International Online Conference, 16 to 19 June 2021 BTU Cottbus-Senftenberg

17 June 2021 11:20 Colonial Building Networks

Selling Tropical Architecture? German Networks of Planning for the Tropics in the 1930s and post-1945

Monika Motylinska (IRS Erkner)

In 1934, an exhibition called “Tropenschau” was added to the programme of the annual Leipzig Spring Fair. What might have appeared like a mere attempt of Nazi propaganda to reclaim, at least on the level of discourse, the German colonies lost in the aftermath of the First World War, was in fact an overview of technical solutions for building in the tropics and architectural models proposed by companies interested in conquering new markets, for instance in French, Italian or British colonies. Involved in the event was a network of architects and engineers with expertise from Egypt and Portuguese East Africa. The exhibition attracted considerable international attention. Simultaneously, associations such as the Society of German Engineers promoted the discipline of “Tropentechnik”, which also included architecture and urban planning (cf. van Laak 2004). And yet this particular episode seems to have faded into oblivion with the end of the Nazi era.

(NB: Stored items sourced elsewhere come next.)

use crate::*;

use std::sync::{Arc, Mutex};

fn carousel(count: usize, slot: f64, visible: f64) -> Carousel {
    let mut c = Carousel::new(CarouselOptions::with_layout(ItemLayout::uniform(count, slot)));
    c.set_viewport_state(ViewportState::new(0.0, count as f64 * slot, visible));
    c
}

fn recorder() -> (Arc<Mutex<Vec<usize>>>, impl Fn(usize) + Send + Sync + 'static) {
    let seen = Arc::new(Mutex::new(Vec::new()));
    let sink = Arc::clone(&seen);
    (seen, move |i| sink.lock().unwrap().push(i))
}

#[test]
fn single_wheel_impulse_coasts_and_snaps() {
    let mut c = carousel(10, 336.0, 1000.0);

    let intent = c.wheel_intent(WheelDelta::vertical(50.0));
    assert_eq!(intent, Some(Intent::Impulse(50.0)));
    let v = c.add_impulse(50.0);
    assert!((v - 60.0).abs() < 1e-9);

    let mut ticks = 0;
    let mut prev = c.velocity().abs();
    loop {
        let tick = c.advance_momentum();
        ticks += 1;
        if tick.settled {
            assert_eq!(c.velocity(), 0.0);
            break;
        }
        assert!(c.velocity().abs() < prev);
        prev = c.velocity().abs();
        assert!(ticks < 1000, "momentum must settle");
    }

    assert!((57..=58).contains(&ticks), "ticks={ticks}");
    let offset = c.scroll_offset();
    assert!(offset > 740.0 && offset < 750.0, "offset={offset}");

    let cmd = c.snap().unwrap();
    assert_eq!(cmd, ScrollCommand::smooth(672.0));
    assert_eq!(c.active_index(), 2);
}

#[test]
fn momentum_is_clamped_to_scrollable_range() {
    let mut c = carousel(10, 336.0, 1000.0);
    c.add_impulse(5_000.0);
    let tick = c.advance_momentum();
    assert_eq!(tick.offset, 2360.0);
    assert!(!tick.settled);

    c.stop_momentum();
    c.add_impulse(-100_000.0);
    assert_eq!(c.advance_momentum().offset, 0.0);
}

#[test]
fn snap_is_idempotent_on_boundaries() {
    let mut c = carousel(10, 336.0, 1000.0);
    c.observe_scroll(672.0);
    assert_eq!(c.snap(), None);
    assert_eq!(c.active_index(), 2);

    c.observe_scroll(700.0);
    assert_eq!(c.snap(), Some(ScrollCommand::smooth(672.0)));
    c.observe_scroll(672.0);
    assert_eq!(c.snap(), None);
    assert_eq!(c.snap(), None);
}

#[test]
fn steps_clamp_at_both_ends() {
    let mut c = carousel(10, 336.0, 336.0);
    assert_eq!(c.step(StepDirection::Backward), None);
    assert_eq!(c.active_index(), 0);

    c.observe_scroll(9.0 * 336.0);
    assert_eq!(c.snap(), None);
    assert_eq!(c.active_index(), 9);

    assert_eq!(c.step(StepDirection::Forward), None);
    assert_eq!(c.active_index(), 9);
}

#[test]
fn rapid_steps_build_on_the_pending_target() {
    let mut c = carousel(10, 336.0, 1000.0);
    let cmds: Vec<_> = (0..3)
        .filter_map(|_| c.step(StepDirection::Forward))
        .collect();
    assert_eq!(
        cmds,
        vec![
            ScrollCommand::smooth(336.0),
            ScrollCommand::smooth(672.0),
            ScrollCommand::smooth(1008.0),
        ]
    );
    assert_eq!(c.active_index(), 3);

    c.observe_scroll(500.0);
    c.observe_scroll(1008.0);
    assert!(c.anchor().unwrap().arrived);
    assert_eq!(c.snap(), None);
    assert_eq!(c.active_index(), 3);
}

#[test]
fn jump_stops_momentum_and_clamps_index() {
    let mut c = carousel(10, 336.0, 1000.0);
    c.add_impulse(40.0);
    c.advance_momentum();
    c.advance_momentum();
    assert!(c.velocity() > 0.0);

    assert_eq!(c.jump(5), Some(ScrollCommand::smooth(1680.0)));
    assert_eq!(c.velocity(), 0.0);

    // Past the end: clamps to the last item, whose offset clamps to the scroll range.
    assert_eq!(c.jump(99), Some(ScrollCommand::smooth(2360.0)));
    assert_eq!(c.active_index(), 9);
    assert_eq!(c.jump(9), None);
}

#[test]
fn last_items_sharing_an_offset_are_still_reachable() {
    let mut c = carousel(10, 336.0, 1000.0);
    assert_eq!(c.jump(7), Some(ScrollCommand::smooth(2352.0)));
    c.observe_scroll(2352.0);

    assert_eq!(
        c.step(StepDirection::Forward),
        Some(ScrollCommand::smooth(2360.0))
    );
    assert_eq!(c.step(StepDirection::Forward), None);
    assert_eq!(c.active_index(), 9);

    assert_eq!(c.step(StepDirection::Backward), None);
    assert_eq!(c.active_index(), 8);
    assert_eq!(
        c.step(StepDirection::Backward),
        Some(ScrollCommand::smooth(2352.0))
    );
}

#[test]
fn impulse_drops_anchor() {
    let mut c = carousel(10, 336.0, 1000.0);
    c.jump(4);
    assert!(c.anchor().is_some());
    c.add_impulse(10.0);
    assert_eq!(c.anchor(), None);
}

#[test]
fn user_drag_releases_arrived_anchor() {
    let mut c = carousel(10, 336.0, 1000.0);
    c.step(StepDirection::Forward);
    c.observe_scroll(336.0);
    assert!(c.anchor().unwrap().arrived);

    c.observe_scroll(500.0);
    assert_eq!(c.anchor(), None);
    assert_eq!(c.current_index(), 1);
    assert_eq!(c.snap(), Some(ScrollCommand::smooth(336.0)));
}

#[test]
fn interrupted_smooth_scroll_is_abandoned_on_snap() {
    let mut c = carousel(10, 336.0, 1000.0);
    c.jump(3);
    c.observe_scroll(100.0);
    assert!(!c.anchor().unwrap().arrived);

    assert_eq!(c.snap(), Some(ScrollCommand::smooth(0.0)));
    assert_eq!(c.anchor().unwrap().index, 0);
    assert_eq!(c.active_index(), 0);
}

#[test]
fn active_index_callback_fires_once_per_change() {
    let (seen, sink) = recorder();
    let opts = CarouselOptions::with_layout(ItemLayout::uniform(10, 336.0))
        .with_on_active_index_change(Some(sink));
    let mut c = Carousel::new(opts);
    c.set_viewport_state(ViewportState::new(0.0, 3360.0, 1000.0));

    c.jump(3);
    c.jump(3);
    c.observe_scroll(1008.0);
    c.snap();
    c.jump(0);

    assert_eq!(*seen.lock().unwrap(), vec![3, 0]);
}

#[test]
fn breakpoint_selects_slot_width() {
    let opts = CarouselOptions::new(10).with_initial_window_width(1024.0);
    let mut c = Carousel::new(opts);
    c.set_viewport_state(ViewportState::new(0.0, 3440.0, 1024.0));
    assert_eq!(c.slot_width(), 344.0);

    c.jump(2);
    assert!(c.set_window_width(500.0));
    assert_eq!(c.slot_width(), 296.0);
    assert_eq!(c.anchor(), None);
    assert!(!c.set_window_width(600.0));
    assert!(c.set_window_width(768.0));
    assert_eq!(c.slot_width(), 344.0);
}

#[test]
fn empty_carousel_is_inert() {
    let mut c = carousel(0, 336.0, 1000.0);
    assert_eq!(c.step(StepDirection::Forward), None);
    assert_eq!(c.jump(3), None);
    assert_eq!(c.snap(), None);
    assert_eq!(c.active_index(), 0);
}

#[test]
fn invalid_tuning_is_sanitized() {
    let opts = CarouselOptions::new(4)
        .with_friction(1.5)
        .with_wheel_multiplier(f64::NAN)
        .with_min_velocity(-1.0);
    assert_eq!(opts.validate(), Err(ConfigError::InvalidFriction(1.5)));

    let c = Carousel::new(opts);
    assert_eq!(c.tuning().friction, Tuning::DEFAULT_FRICTION);
    assert_eq!(c.tuning().wheel_multiplier, Tuning::DEFAULT_WHEEL_MULTIPLIER);
    assert_eq!(c.tuning().min_velocity, Tuning::DEFAULT_MIN_VELOCITY);
}

#[test]
fn zero_min_velocity_is_rejected_and_momentum_still_settles() {
    let opts = CarouselOptions::with_layout(ItemLayout::uniform(10, 336.0)).with_min_velocity(0.0);
    assert_eq!(opts.validate(), Err(ConfigError::InvalidMinVelocity(0.0)));

    let mut c = Carousel::new(opts);
    assert_eq!(c.tuning().min_velocity, Tuning::DEFAULT_MIN_VELOCITY);
    c.set_viewport_state(ViewportState::new(0.0, 3360.0, 1000.0));
    c.add_impulse(50.0);

    let mut ticks = 0;
    while !c.advance_momentum().settled {
        ticks += 1;
        assert!(ticks < 1000, "momentum must settle");
    }
    assert_eq!(c.velocity(), 0.0);
}

#[test]
fn reset_forgets_anchor_and_velocity() {
    let mut c = carousel(10, 336.0, 1000.0);
    c.jump(5);
    c.observe_scroll(800.0);
    assert_eq!(c.active_index(), 5);

    c.reset();
    assert_eq!(c.anchor(), None);
    assert_eq!(c.velocity(), 0.0);

    c.set_viewport_state(ViewportState::new(0.0, 3360.0, 1000.0));
    c.sync_active_index();
    assert_eq!(c.active_index(), 0);
    assert_eq!(
        c.step(StepDirection::Forward),
        Some(ScrollCommand::smooth(336.0))
    );
}

#[test]
fn options_validation() {
    assert_eq!(CarouselOptions::new(4).validate(), Ok(()));
    assert_eq!(
        CarouselOptions::with_layout(ItemLayout::uniform(4, 0.0)).validate(),
        Err(ConfigError::InvalidSlotWidth(0.0))
    );
    assert_eq!(
        CarouselOptions::new(4)
            .with_scroll_end_delay_ms(0)
            .validate(),
        Err(ConfigError::InvalidDebounce)
    );
    assert_eq!(
        CarouselOptions::new(4).with_wheel_multiplier(0.0).validate(),
        Err(ConfigError::InvalidMultiplier(0.0))
    );
}

#[cfg(feature = "serde")]
#[test]
fn partial_config_fills_defaults() {
    let tuning: Tuning = serde_json::from_str(r#"{ "friction": 0.9 }"#).unwrap();
    assert_eq!(tuning.friction, 0.9);
    assert_eq!(tuning.wheel_multiplier, Tuning::DEFAULT_WHEEL_MULTIPLIER);

    let layout: ItemLayout = serde_json::from_str(r#"{ "count": 10 }"#).unwrap();
    assert_eq!(layout, ItemLayout::new(10));
}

Georg Lippsmeier and his co-authors in their widely cited publication Tropenbau = Building in the Tropics (1969, second edition 1980) never explicitly refer to authors such as Karl Krüger or Friedrich Vick. This rupture has triggered my investigation. In my paper I uncover this supposedly forgotten network of (German) planning for the tropics. However, my aim is not biographical, as in the second part I will critically analyse the proposed designs and technological solutions, situating them in the broader context of international discourses on urban planning and tropical architecture, in order to understand colonial power relations and the economic rationales of the actors. Finally, I will trace hidden links between planning from the 1930s and the post-1945 discourse on tropical architecture. Thus, I intend to complicate the history of the inherently colonial concept of “Tropenbau”, and simultaneously to broaden knowledge about German networks involved in planning for the colonies (Osayimwese 2017).

Monika Motylinska is an architectural and urban historian, with an interest in cycles of architectural production in 19th and 20th century in the “Global South”. Since January 2020 she has been a junior research group leader in the project “Conquering (with) Concrete: German Construction Companies as Global Players in Local Contexts” (funded by the Volkswagen Stiftung) at the Leibniz Institute for Research on Society and Space, Erkner. At the same time, she is investigating, together with Dr. Rachel Lee, the work of the Institute for Building in the Tropics as part of the “Centring Africa” research programme (Andrew W. Mellon Foundation/Canadian Centre for Architecture). Between 2016 and 2019, she was a postdoctoral research fellow at the IRS. In 2016, she defended her PhD thesis at the TU Berlin on the treatment of post-war heritage in Germany. Results of her research have been published in international journals and edited volumes.